There are some other textbooks, however, that in place of P in the equation, use the sample value (Ps). This is not how I learned it, so this seems odd to me, because we don't know if the sample value accurately represents the population value -- though we know from what we know about the sampling distribution that this is likely to be close to the population value (the sampling distribution mean).

Why are there these two different ways about going to calculate a confidence interval for proportions? And which is better?

Thank you to anyone who is able to help, and I apologize if this question is a repeat and has been asked already.

Thanks,
Frodo
 
#3
Hi Greta,

Thank you very much for your response. Perhaps you could identify the relevant section of the wikipedia page for me? I'm finding the page very confusing. I recognize the first formula the page presents, and then it loses me from there. And I am not sure where it addresses my query around the two different ways of estimating the interval, using either P-mu or Ps, as I've highlighted.

Thanks again so much.

Best,
Frodo
 

Miner

TS Contributor
#4
Hi everyone,

I'm wondering if anyone could help shed some light on why there appear to be two different ways that different textbooks show to calculate confidence intervals for proportions.

Within the formula I know, there is P, which is the population parameter/value we are trying to estimate using the sample statistic/value.

The way I am familiar with is to always use 0.5 as the value for P (the population parameter), as by doing so, the numerator will always end up having a value of 0.25 -- because we are multiplying P by ( 1 - P ).

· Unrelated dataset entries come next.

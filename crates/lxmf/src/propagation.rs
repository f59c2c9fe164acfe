use reticulum::hash::{AddressHash, Hash};
use reticulum::storage::StorageAdapter;

use crate::error::LxmfError;

pub const MAX_CANDIDATES: usize = 16;
const STORE_PREFIX: &str = "lxmf.store";

#[derive(Debug, Clone, Copy, PartialEq, Eq)]
pub enum PropagationSelection {
    /// Rank candidates by recency and link quality.
    Auto,
    /// Always use the operator-pinned node.
    Pinned(AddressHash),
}

#[derive(Debug, Clone, Copy)]
pub struct PropagationNode {
    pub hash: AddressHash,
    pub last_seen: u64,
    /// Link-quality heuristic in [0, 1]; hop count and interface bitrate
    /// folded in by the caller.
    pub link_quality: f32,
}

impl PropagationNode {
    fn score(&self, now: u64) -> f32 {
        let age = now.saturating_sub(self.last_seen) as f32;
        let recency = (1.0 - age / 3600.0).clamp(0.0, 1.0);
        0.6 * recency + 0.4 * self.link_quality.clamp(0.0, 1.0)
    }
}

/// Tracks announced propagation nodes and picks the store-and-forward
/// target: the pinned node when configured, otherwise the best-ranked
/// candidate.
pub struct PropagationManager {
    candidates: Vec<PropagationNode>,
    selection: PropagationSelection,
}

impl PropagationManager {
    pub fn new(selection: PropagationSelection) -> Self {
        Self { candidates: Vec::new(), selection }
    }

    pub fn selection(&self) -> PropagationSelection {
        self.selection
    }

    pub fn set_selection(&mut self, selection: PropagationSelection) {
        self.selection = selection;
    }

    pub fn note_candidate(&mut self, hash: AddressHash, link_quality: f32, now: u64) {
        if let Some(existing) = self.candidates.iter_mut().find(|node| node.hash == hash) {
            existing.last_seen = now;
            existing.link_quality = link_quality;
            return;
        }

        if self.candidates.len() >= MAX_CANDIDATES {
            // Replace the stalest candidate.
            if let Some(index) = self
                .candidates
                .iter()
                .enumerate()
                .min_by_key(|(_, node)| node.last_seen)
                .map(|(index, _)| index)
            {
                self.candidates[index] = PropagationNode { hash, last_seen: now, link_quality };
            }
            return;
        }

        self.candidates.push(PropagationNode { hash, last_seen: now, link_quality });
    }

    pub fn select(&self, now: u64) -> Option<AddressHash> {
        match self.selection {
            PropagationSelection::Pinned(hash) => Some(hash),
            PropagationSelection::Auto => self
                .candidates
                .iter()
                .max_by(|a, b| {
                    a.score(now)
                        .partial_cmp(&b.score(now))
                        .unwrap_or(core::cmp::Ordering::Equal)
                })
                .map(|node| node.hash),
        }
    }

    pub fn candidate_count(&self) -> usize {
        self.candidates.len()
    }
}

fn store_key(destination: &AddressHash, message_id: &Hash) -> String {
    format!("{}.{}.{}", STORE_PREFIX, destination.to_hex_string(), message_id)
}

fn queue_prefix(destination: &AddressHash) -> String {
    format!("{}.{}.", STORE_PREFIX, destination.to_hex_string())
}

/// Store-and-forward message store on a propagation node, keyed by
/// destination and message id through the storage adapter.
pub fn store_message(
    storage: &mut dyn StorageAdapter,
    destination: &AddressHash,
    message_id: &Hash,
    wire: &[u8],
) -> Result<bool, LxmfError> {
    let key = store_key(destination, message_id);
    if storage.read_blob(&key).map_err(|_| LxmfError::Storage)?.is_some() {
        return Ok(false);
    }
    storage.write_blob(&key, wire).map_err(|_| LxmfError::Storage)?;
    Ok(true)
}

pub fn queued_count(
    storage: &dyn StorageAdapter,
    destination: &AddressHash,
) -> Result<usize, LxmfError> {
    Ok(storage.list_keys(&queue_prefix(destination)).map_err(|_| LxmfError::Storage)?.len())
}

/// Hands over and removes every message queued for `destination`.
pub fn sync_queue(
    storage: &mut dyn StorageAdapter,
    destination: &AddressHash,
) -> Result<Vec<Vec<u8>>, LxmfError> {
    let keys = storage.list_keys(&queue_prefix(destination)).map_err(|_| LxmfError::Storage)?;

    let mut messages = Vec::with_capacity(keys.len());
    for key in keys {
        if let Some(wire) = storage.read_blob(&key).map_err(|_| LxmfError::Storage)? {
            messages.push(wire);
        }
        storage.delete(&key).map_err(|_| LxmfError::Storage)?;
    }
    Ok(messages)
}

#[cfg(test)]
mod tests {
    use super::{
        queued_count, store_message, sync_queue, PropagationManager, PropagationSelection,
        MAX_CANDIDATES,
    };
    use reticulum::hash::{AddressHash, Hash};
    use reticulum::storage::MemoryStorage;

    fn hash(tag: u64) -> AddressHash {
        AddressHash::new_from_slice(&tag.to_be_bytes())
    }

    #[test]
    fn auto_selection_prefers_fresh_high_quality_nodes() {
        let mut manager = PropagationManager::new(PropagationSelection::Auto);
        assert!(manager.select(1000).is_none());

        manager.note_candidate(hash(1), 0.9, 1000);
        manager.note_candidate(hash(2), 0.9, 10);
        manager.note_candidate(hash(3), 0.1, 1000);

        assert_eq!(manager.select(1000), Some(hash(1)));
    }

    #[test]
    fn pinned_selection_overrides_ranking() {
        let mut manager = PropagationManager::new(PropagationSelection::Pinned(hash(9)));
        manager.note_candidate(hash(1), 1.0, 1000);
        assert_eq!(manager.select(1000), Some(hash(9)));
    }

    #[test]
    fn candidate_table_is_bounded() {
        let mut manager = PropagationManager::new(PropagationSelection::Auto);
        for index in 0..(MAX_CANDIDATES as u64 + 4) {
            manager.note_candidate(hash(index), 0.5, index);
        }
        assert_eq!(manager.candidate_count(), MAX_CANDIDATES);
    }

    #[test]
    fn store_and_sync_roundtrip() {
        let mut storage = MemoryStorage::new();
        let destination = hash(42);

        let first_id = Hash::new_from_slice(b"msg-1");
        let second_id = Hash::new_from_slice(b"msg-2");
        assert!(store_message(&mut storage, &destination, &first_id, b"wire-1").expect("stored"));
        assert!(store_message(&mut storage, &destination, &second_id, b"wire-2").expect("stored"));

        // Duplicate store is a no-op.
        assert!(!store_message(&mut storage, &destination, &first_id, b"wire-1").expect("ok"));
        assert_eq!(queued_count(&storage, &destination).expect("count"), 2);

        let synced = sync_queue(&mut storage, &destination).expect("synced");
        assert_eq!(synced.len(), 2);
        assert!(synced.contains(&b"wire-1".to_vec()));

        // The queue drains on sync.
        assert_eq!(queued_count(&storage, &destination).expect("count"), 0);
        assert!(sync_queue(&mut storage, &destination).expect("synced").is_empty());
    }

    #[test]
    fn queues_are_per_destination() {
        let mut storage = MemoryStorage::new();
        let id = Hash::new_from_slice(b"msg");

        store_message(&mut storage, &hash(1), &id, b"for-one").expect("stored");
        store_message(&mut storage, &hash(2), &id, b"for-two").expect("stored");

        let synced = sync_queue(&mut storage, &hash(1)).expect("synced");
        assert_eq!(synced, vec![b"for-one".to_vec()]);
        assert_eq!(queued_count(&storage, &hash(2)).expect("count"), 1);
    }
}
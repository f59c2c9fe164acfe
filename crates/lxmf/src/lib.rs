pub mod error;
pub mod message;
pub mod propagation;
pub mod router;

pub use crate::error::LxmfError;
pub use crate::message::{LxmfMessage, MessageState};
pub use crate::propagation::{PropagationManager, PropagationSelection};
pub use crate::router::{Adapter, LxmfRouter, RouterEvent};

This is good, because if we were to use any other value than 0.5, the expression will decrease in value (i.e. be less than 0.25). Setting P at 0.5 ensures that the expression P( 1-P ) will be at its maximum possible value and therefore the interval we construct will be at maximum width. This is the most conservative possible solution to the dilemma posed by having to assign a value to P in the estimation equation.
The second formula that you cited (always use 0.5) is probably a worst case "a rule of thumb" that the textbook author decided to use to simplify the math. I have never run across it before, and would not attempt to justify it.
 
#5
The second formula that you cited (always use 0.5) is probably a worst case "a rule of thumb" that the textbook author decided to use to simplify the math. I have never run across it before, and would not attempt to justify it.
Hi Miner,

Thanks for your input. That's interesting - most textbooks I have looked at use 0.5 for the estimate of the population value, since we don't know the population value. Though others I have looked use an equation where the sample value is used in its place, as I mentioned.

I still wonder why there is the difference in methods - why some texts would use one over the other. The explanation that it is to simplify the math doesn't strike me as the reason, as the math is really quite simple either way.

Best,
Frodo
 

CowboyBear

Super Moderator
#6
Yeah it's a very standard procedure. The margin of error in a political poll is invariably based on the assumption of a proportion of 0.5.
 
#7
Thanks for your input. That's interesting - most textbooks I have looked at use 0.5 for the estimate of the population value, since we don't know the population value. Though others I have looked use an equation where the sample value is used in its place, as I mentioned.

Sometimes the 0.5 value is used in design phase, before you have any data. It is just used to ge a clue of the length of the confidence interval for different sample sizes. You want a short confidence interval but you must be able to afford the big sample size.

But once you get the data, the estimated proportion should be used. That is the whole point with the investigation. You use the data not only to get a point estimate, but also to get an interval estimate.

Look at the wikipedia link I gave above. None of them use the 0.5 value. If the textbook says use the 0.5 value it is just wrong.
 

CowboyBear

Super Moderator
#8
Yep, sorry Greta - that'll teach me to reply quickly to stuff without checking the topic carefully. Using the 0.5 assumption sort of makes sense when reporting a general margin of error for a poll (e.g., a political poll where there are actually proportions for several parties being estimated), but doesn't make any sense when calculating a confidence interval for a specific estimated proportion.
 
#9
Sometimes the 0.5 value is used in design phase, before you have any data. It is just used to ge a clue of the length of the confidence interval for different sample sizes. You want a short confidence interval but you must be able to afford the big sample size.

But once you get the data, the estimated proportion should be used. That is the whole point with the investigation. You use the data not only to get a point estimate, but also to get an interval estimate.

Look at the wikipedia link I gave above. None of them use the 0.5 value. If the textbook says use the 0.5 value it is just wrong.
Wow; that is so surprising to me. That's too bad that so many widely used textbooks would incorrectly show students how to estimate a proportion. Even more so, I'm really surprised that the professors I've had would use those textbooks! I've included an example here for you to see:





I, and many other students I know, have been taught to construct interval estimates for proportions this way. I always thought we calculated the margin of error this way because it is based on the standard deviation of the sampling distribution.

Thanks for your input and for letting me know the correct way to calculate them.

Best,
Frodo